Sep 20, 2000 - After years in agricultural lending and insurance, Chris Stambach found the allure of citrus irresistible. Though he still works with the business end of agriculture as Managing Director of Sunkist Real Estate and Grower Relations Representative, he talked his wife Jeanette and parents, Bud and Gerry Stambach, into partnering with him on a 10-acre California ranch in Tulare County. Besides liking to farm, he believes that this common experience with 6500 Sunkist members helps him better understand their problems.

The Sunkist federated cooperative, which has been in existence since 1893, was begun by growers who realized the benefits of a cooperative approach to marketing their fruit. They still market and distribute members' produce and also market imports.

Stambach first purchased catastrophic (CAT) crop insurance for his trees just after buying the orchard in 1991. "Sunkist encouraged the purchase of crop insurance. I started out with CAT but after the 1999 freeze, have moved to 65/100," he said.

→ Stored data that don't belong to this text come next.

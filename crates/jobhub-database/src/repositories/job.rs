//! Job repository implementation.

use async_trait::async_trait;
use serde_json::Value;
use sqlx::PgPool;

use jobhub_core::error::{AppError, ErrorKind};
use jobhub_core::result::AppResult;
use jobhub_core::types::PageRequest;
use jobhub_entity::job::{Job, JobId, JobStatus};

use crate::store::{JobStore, check_transition, transition_conflict};

/// PostgreSQL-backed job store.
#[derive(Debug, Clone)]
pub struct JobRepository {
    pool: PgPool,
}

impl JobRepository {
    /// Create a new job repository.
    pub fn new(pool: PgPool) -> Self {
        Self { pool }
    }

    /// Current status of a job, or `None` if it does not exist.
    async fn current_status(&self, id: JobId) -> AppResult<Option<JobStatus>> {
        let status: Option<String> = sqlx::query_scalar("SELECT status FROM jobs WHERE id = $1")
            .bind(id)
            .fetch_optional(&self.pool)
            .await
            .map_err(|e| AppError::with_source(ErrorKind::Database, "Failed to read job status", e))?;

        status
            .map(|s| {
                s.parse::<JobStatus>().map_err(|e| {
                    AppError::with_source(ErrorKind::Database, "Corrupt job status", e)
                })
            })
            .transpose()
    }
}

#[async_trait]
impl JobStore for JobRepository {
    async fn create(&self, payload: Value) -> AppResult<Job> {
        sqlx::query_as::<_, Job>(
            "INSERT INTO jobs (payload, status) VALUES ($1, $2) \
             RETURNING id, payload, status, result, created_at, updated_at",
        )
        .bind(&payload)
        .bind(JobStatus::Queued.as_str())
        .fetch_one(&self.pool)
        .await
        .map_err(|e| AppError::with_source(ErrorKind::Database, "Failed to create job", e))
    }

    async fn get(&self, id: JobId) -> AppResult<Job> {
        sqlx::query_as::<_, Job>(
            "SELECT id, payload, status, result, created_at, updated_at FROM jobs WHERE id = $1",
        )
        .bind(id)
        .fetch_optional(&self.pool)
        .await
        .map_err(|e| AppError::with_source(ErrorKind::Database, "Failed to find job", e))?
        .ok_or_else(|| AppError::not_found(format!("Job {id} not found")))
    }

    async fn list(&self, page: &PageRequest) -> AppResult<Vec<Job>> {
        sqlx::query_as::<_, Job>(
            "SELECT id, payload, status, result, created_at, updated_at FROM jobs \
             ORDER BY created_at DESC, id DESC LIMIT $1 OFFSET $2",
        )
        .bind(page.limit() as i64)
        .bind(page.offset())
        .fetch_all(&self.pool)
        .await
        .map_err(|e| AppError::with_source(ErrorKind::Database, "Failed to list jobs", e))
    }

    async fn update_status_and_result(
        &self,
        id: JobId,
        status: JobStatus,
        result: Option<Value>,
    ) -> AppResult<()> {
        let outcome = sqlx::query(
            "UPDATE jobs SET status = $2, result = $3, updated_at = GREATEST(NOW(), created_at) \
             WHERE id = $1",
        )
        .bind(id)
        .bind(status.as_str())
        .bind(result.as_ref())
        .execute(&self.pool)
        .await
        .map_err(|e| AppError::with_source(ErrorKind::Database, "Failed to update job", e))?;

        if outcome.rows_affected() == 0 {
            return Err(AppError::not_found(format!("Job {id} not found")));
        }
        Ok(())
    }

    async fn compare_and_transition(
        &self,
        id: JobId,
        expected: JobStatus,
        next: JobStatus,
        result: Option<Value>,
    ) -> AppResult<Job> {
        let result = check_transition(id, expected, next, result)?;

        let updated = sqlx::query_as::<_, Job>(
            "UPDATE jobs SET status = $3, result = $4, updated_at = GREATEST(NOW(), created_at) \
             WHERE id = $1 AND status = $2 \
             RETURNING id, payload, status, result, created_at, updated_at",
        )
        .bind(id)
        .bind(expected.as_str())
        .bind(next.as_str())
        .bind(result.as_ref())
        .fetch_optional(&self.pool)
        .await
        .map_err(|e| AppError::with_source(ErrorKind::Database, "Failed to transition job", e))?;

        match updated {
            Some(job) => Ok(job),
            None => match self.current_status(id).await? {
                Some(actual) => Err(transition_conflict(id, expected, actual)),
                None => Err(AppError::not_found(format!("Job {id} not found"))),
            },
        }
    }

    async fn find_unfinished(&self) -> AppResult<Vec<Job>> {
        sqlx::query_as::<_, Job>(
            "SELECT id, payload, status, result, created_at, updated_at FROM jobs \
             WHERE status IN ($1, $2) ORDER BY created_at ASC, id ASC",
        )
        .bind(JobStatus::Queued.as_str())
        .bind(JobStatus::Processing.as_str())
        .fetch_all(&self.pool)
        .await
        .map_err(|e| {
            AppError::with_source(ErrorKind::Database, "Failed to find unfinished jobs", e)
        })
    }

    async fn count_by_status(&self, status: JobStatus) -> AppResult<u64> {
        let count: i64 = sqlx::query_scalar("SELECT COUNT(*) FROM jobs WHERE status = $1")
            .bind(status.as_str())
            .fetch_one(&self.pool)
            .await
            .map_err(|e| AppError::with_source(ErrorKind::Database, "Failed to count jobs", e))?;
        Ok(count as u64)
    }
}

Recent adverse weather has taken a toll on some of California's citrus. "It hasn't been a good 2 years for citrus in Tulare County, California," said Stambach, who is growing 5 acres of Fisher Navels, 4-1/2 acres of lemons, and 1/2 acre of Satsuma Mandarins. His trees suffered through a freeze in 1999 along with much of the central California citrus growing area. "It takes lemons 2 years to get back into production after a freeze, and the third year production won't be back to normal though the quality is good," said Stambach.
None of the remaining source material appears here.